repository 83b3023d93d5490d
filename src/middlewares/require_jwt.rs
/*!
 * JWT 认证中间件
 *
 * 验证 Authorization 头里的 access token，并在这一步就把用户
 * 档案解析出来放进请求扩展，后续处理程序（包括仪表盘按角色分发）
 * 直接读扩展即可，不再各自查库。
 *
 * ## 使用方法
 *
 * ```rust,ignore
 * use actix_web::{web, App, HttpServer};
 * use crate::middlewares::require_jwt::RequireJWT;
 *
 * HttpServer::new(|| {
 *     App::new()
 *         .service(
 *             web::scope("/api")
 *                 .wrap(RequireJWT)
 *                 .route("/protected", web::get().to(protected_handler))
 *         )
 * })
 * ```
 *
 * 处理程序中提取用户信息：
 * ```rust,ignore
 * if let Some(user) = RequireJWT::extract_user_claims(&req) {
 *     // user.id / user.role 已经可用
 * }
 * ```
 *
 * ## 认证流程
 *
 * 1. 客户端在请求头中包含 `Authorization: Bearer <JWT_TOKEN>`
 * 2. 中间件验证令牌，先查缓存，未命中再回源数据库
 * 3. 令牌有效则把用户放进请求扩展并继续
 * 4. 令牌无效或缺失返回 401
 */

use crate::cache::{CacheResult, ObjectCache};
use crate::config::AppConfig;
use crate::models::users::entities::UserRole;
use crate::models::{ApiResponse, ErrorCode, users::entities};
use crate::storage::Storage;
use actix_service::{Service, Transform};
use actix_web::{
    Error, HttpMessage, HttpResponse,
    body::EitherBody,
    dev::{ServiceRequest, ServiceResponse},
    http::StatusCode,
    http::header::CONTENT_TYPE,
};
use futures_util::future::{LocalBoxFuture, Ready, ready};
use std::{rc::Rc, sync::Arc};
use tracing::{debug, info};

const BEARER_PREFIX: &str = "Bearer ";
const AUTHORIZATION_HEADER: &str = "Authorization";

#[derive(Clone)]
pub struct RequireJWT;

// 辅助函数：创建错误响应
fn create_error_response(status: StatusCode, message: &str) -> HttpResponse {
    match status {
        StatusCode::NOT_FOUND => HttpResponse::build(status)
            .insert_header((CONTENT_TYPE, "text/plain; charset=utf-8"))
            .body(message.to_string()),
        StatusCode::NO_CONTENT => HttpResponse::build(status)
            .insert_header((CONTENT_TYPE, "text/plain; charset=utf-8"))
            .finish(),
        _ => HttpResponse::build(status)
            .insert_header((CONTENT_TYPE, "application/json; charset=utf-8"))
            .json(ApiResponse::<()>::error_empty(
                ErrorCode::Unauthorized,
                message,
            )),
    }
}

// 辅助函数：提取并验证 JWT access token
async fn extract_and_validate_jwt(req: &ServiceRequest) -> Result<entities::User, String> {
    let token = req
        .headers()
        .get(AUTHORIZATION_HEADER)
        .and_then(|h| h.to_str().ok())
        .and_then(|s| s.strip_prefix(BEARER_PREFIX))
        .ok_or_else(|| "Missing or invalid Authorization header".to_string())?;

    let claims = crate::utils::jwt::JwtUtils::verify_access_token(token).map_err(|err| {
        info!("JWT token validation failed: {}", err);
        "Invalid JWT token".to_string()
    })?;

    let cache = req
        .app_data::<actix_web::web::Data<Arc<dyn ObjectCache>>>()
        .expect("Cache not found in app data")
        .get_ref()
        .clone();

    // 从缓存中获取用户信息
    match cache.get_raw(&format!("user:{token}")).await {
        CacheResult::Found(json) => match serde_json::from_str::<entities::User>(&json) {
            Ok(user) => return Ok(user),
            Err(_) => {
                cache.remove(&format!("user:{token}")).await;
                info!("Failed to deserialize user from cache for token: {}", token);
            }
        },
        _ => {
            info!("User not found in cache for token: {}", token);
        }
    };

    let storage = req
        .app_data::<actix_web::web::Data<Arc<dyn Storage>>>()
        .expect("Storage not found in app data")
        .get_ref()
        .clone();

    let user_id = claims
        .user_id()
        .ok_or_else(|| "Invalid user ID in JWT".to_string())?;

    let user = storage
        .get_user_by_id(user_id)
        .await
        .map_err(|_| "Failed to retrieve user from storage".to_string())?
        .ok_or_else(|| "User not found".to_string())?;

    if user.status != entities::UserStatus::Active {
        return Err("User is not active".to_string());
    }

    // 将用户信息存入缓存
    let app_config = AppConfig::get();
    if let Ok(user_json) = serde_json::to_string(&user) {
        cache
            .insert_raw(
                format!("user:{token}"),
                user_json,
                app_config.cache.default_ttl,
            )
            .await;
    }

    Ok(user)
}

impl<S, B> Transform<S, ServiceRequest> for RequireJWT
where
    S: Service<ServiceRequest, Response = ServiceResponse<B>, Error = Error> + 'static,
    B: 'static,
{
    type Response = ServiceResponse<EitherBody<B>>;
    type Error = Error;
    type InitError = ();
    type Transform = RequireJWTMiddleware<S>;
    type Future = Ready<Result<Self::Transform, Self::InitError>>;

    fn new_transform(&self, service: S) -> Self::Future {
        ready(Ok(RequireJWTMiddleware {
            service: Rc::new(service),
        }))
    }
}

pub struct RequireJWTMiddleware<S> {
    service: Rc<S>,
}

impl<S, B> Service<ServiceRequest> for RequireJWTMiddleware<S>
where
    S: Service<ServiceRequest, Response = ServiceResponse<B>, Error = Error> + 'static,
    B: 'static,
{
    type Response = ServiceResponse<EitherBody<B>>;
    type Error = Error;
    type Future = LocalBoxFuture<'static, Result<Self::Response, Self::Error>>;

    fn poll_ready(
        &self,
        ctx: &mut std::task::Context<'_>,
    ) -> std::task::Poll<Result<(), Self::Error>> {
        self.service.poll_ready(ctx)
    }

    fn call(&self, req: ServiceRequest) -> Self::Future {
        let srv = self.service.clone();
        Box::pin(async move {
            // 处理 OPTIONS 请求
            if req.method() == actix_web::http::Method::OPTIONS {
                return Ok(req.into_response(
                    create_error_response(StatusCode::NO_CONTENT, "").map_into_right_body(),
                ));
            }

            // 验证 JWT token
            match extract_and_validate_jwt(&req).await {
                Ok(user) => {
                    debug!("JWT authentication successful for ID: {}", user.id);
                    // 可以在这里将用户信息添加到请求扩展中，供后续处理程序使用
                    req.extensions_mut().insert(user);
                    let res = srv.call(req).await?.map_into_left_body();
                    Ok(res)
                }
                Err(err) => {
                    info!(
                        "JWT authentication failed for request to {}: {}",
                        req.path(),
                        err
                    );
                    Ok(req.into_response(
                        create_error_response(
                            StatusCode::UNAUTHORIZED,
                            &format!("Unauthorized: {err}"),
                        )
                        .map_into_right_body(),
                    ))
                }
            }
        })
    }
}

// 辅助函数：从请求中提取用户信息
impl RequireJWT {
    /// 从请求扩展中提取用户Claims信息
    /// 此函数应该在应用了RequireJWT中间件的路由处理程序中使用
    pub fn extract_user_claims(req: &actix_web::HttpRequest) -> Option<entities::User> {
        req.extensions().get::<entities::User>().cloned()
    }

    /// 从请求扩展中提取用户ID
    /// 此函数应该在应用了RequireJWT中间件的路由处理程序中使用
    pub fn extract_user_id(req: &actix_web::HttpRequest) -> Option<i64> {
        req.extensions().get::<entities::User>().map(|user| user.id)
    }

    /// 从请求扩展中提取用户角色
    /// 此函数应该在应用了RequireJWT中间件的路由处理程序中使用
    pub fn extract_user_role(req: &actix_web::HttpRequest) -> Option<UserRole> {
        req.extensions()
            .get::<entities::User>()
            .map(|user| user.role.clone())
    }
}
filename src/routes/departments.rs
use actix_web::{HttpRequest, HttpResponse, Result as ActixResult, web};
use once_cell::sync::Lazy;

use crate::middlewares;
use crate::models::departments::requests::{
    CreateDepartmentRequest, DepartmentListParams, UpdateDepartmentRequest,
};
use crate::models::users::entities::UserRole;
use crate::services::DepartmentService;
use crate::utils::SafeIDI64;

// 懒加载的全局 DepartmentService 实例
static DEPARTMENT_SERVICE: Lazy<DepartmentService> = Lazy::new(DepartmentService::new_lazy);

// HTTP处理程序
pub async fn list_departments(
    req: HttpRequest,
    query: web::Query<DepartmentListParams>,
) -> ActixResult<HttpResponse> {
    DEPARTMENT_SERVICE
        .list_departments(query.into_inner(), &req)
        .await
}

pub async fn create_department(
    req: HttpRequest,
    department_data: web::Json<CreateDepartmentRequest>,
) -> ActixResult<HttpResponse> {
    DEPARTMENT_SERVICE
        .create_department(department_data.into_inner(), &req)
        .await
}

pub async fn get_department(
    req: HttpRequest,
    department_id: SafeIDI64,
) -> ActixResult<HttpResponse> {
    DEPARTMENT_SERVICE.get_department(department_id.0, &req).await
}

pub async fn update_department(
    req: HttpRequest,
    department_id: SafeIDI64,
    update_data: web::Json<UpdateDepartmentRequest>,
) -> ActixResult<HttpResponse> {
    DEPARTMENT_SERVICE
        .update_department(department_id.0, update_data.into_inner(), &req)
        .await
}

pub async fn delete_department(
    req: HttpRequest,
    department_id: SafeIDI64,
) -> ActixResult<HttpResponse> {
    DEPARTMENT_SERVICE
        .delete_department(department_id.0, &req)
        .await
}

// 配置路由
pub fn configure_department_routes(cfg: &mut web::ServiceConfig) {
    cfg.service(
        web::scope("/api/v1/departments")
            .wrap(middlewares::RequireJWT)
            .service(
                // 所有登录用户可以浏览，只有管理员可以改动
                web::resource("")
                    .route(web::get().to(list_departments))
                    .route(
                        web::post()
                            .to(create_department)
                            .wrap(middlewares::RequireRole::new_any(UserRole::admin_roles())),
                    ),
            )
            .service(
                web::resource("/{id}")
                    .route(web::get().to(get_department))
                    .route(
                        web::put()
                            .to(update_department)
                            .wrap(middlewares::RequireRole::new_any(UserRole::admin_roles())),
                    )
                    .route(
                        web::delete()
                            .to(delete_department)
                            .wrap(middlewares::RequireRole::new_any(UserRole::admin_roles())),
                    ),
            ),
    );
}
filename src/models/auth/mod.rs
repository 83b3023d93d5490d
pub mod requests;
pub mod responses;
__________________________________________________
What to work on:
All lines from the opening of the records through the line where "StatusCode::NOT_FOUND => HttpResponse::build(status)" occurs are to be output verbatim. No other line belongs in the answer.

Reply to the exercise:
repository 83b3023d93d5490d
filename src/middlewares/require_jwt.rs
/*!
 * JWT 认证中间件
 *
 * 验证 Authorization 头里的 access token，并在这一步就把用户
 * 档案解析出来放进请求扩展，后续处理程序（包括仪表盘按角色分发）
 * 直接读扩展即可，不再各自查库。
 *
 * ## 使用方法
 *
 * ```rust,ignore
 * use actix_web::{web, App, HttpServer};
 * use crate::middlewares::require_jwt::RequireJWT;
 *
 * HttpServer::new(|| {
 *     App::new()
 *         .service(
 *             web::scope("/api")
 *                 .wrap(RequireJWT)
 *                 .route("/protected", web::get().to(protected_handler))
 *         )
 * })
 * ```
 *
 * 处理程序中提取用户信息：
 * ```rust,ignore
 * if let Some(user) = RequireJWT::extract_user_claims(&req) {
 *     // user.id / user.role 已经可用
 * }
 * ```
 *
 * ## 认证流程
 *
 * 1. 客户端在请求头中包含 `Authorization: Bearer <JWT_TOKEN>`
 * 2. 中间件验证令牌，先查缓存，未命中再回源数据库
 * 3. 令牌有效则把用户放进请求扩展并继续
 * 4. 令牌无效或缺失返回 401
 */

use crate::cache::{CacheResult, ObjectCache};
use crate::config::AppConfig;
use crate::models::users::entities::UserRole;
use crate::models::{ApiResponse, ErrorCode, users::entities};
use crate::storage::Storage;
use actix_service::{Service, Transform};
use actix_web::{
    Error, HttpMessage, HttpResponse,
    body::EitherBody,
    dev::{ServiceRequest, ServiceResponse},
    http::StatusCode,
    http::header::CONTENT_TYPE,
};
use futures_util::future::{LocalBoxFuture, Ready, ready};
use std::{rc::Rc, sync::Arc};
use tracing::{debug, info};

const BEARER_PREFIX: &str = "Bearer ";
const AUTHORIZATION_HEADER: &str = "Authorization";

#[derive(Clone)]
pub struct RequireJWT;

// 辅助函数：创建错误响应
fn create_error_response(status: StatusCode, message: &str) -> HttpResponse {
    match status {
        StatusCode::NOT_FOUND => HttpResponse::build(status)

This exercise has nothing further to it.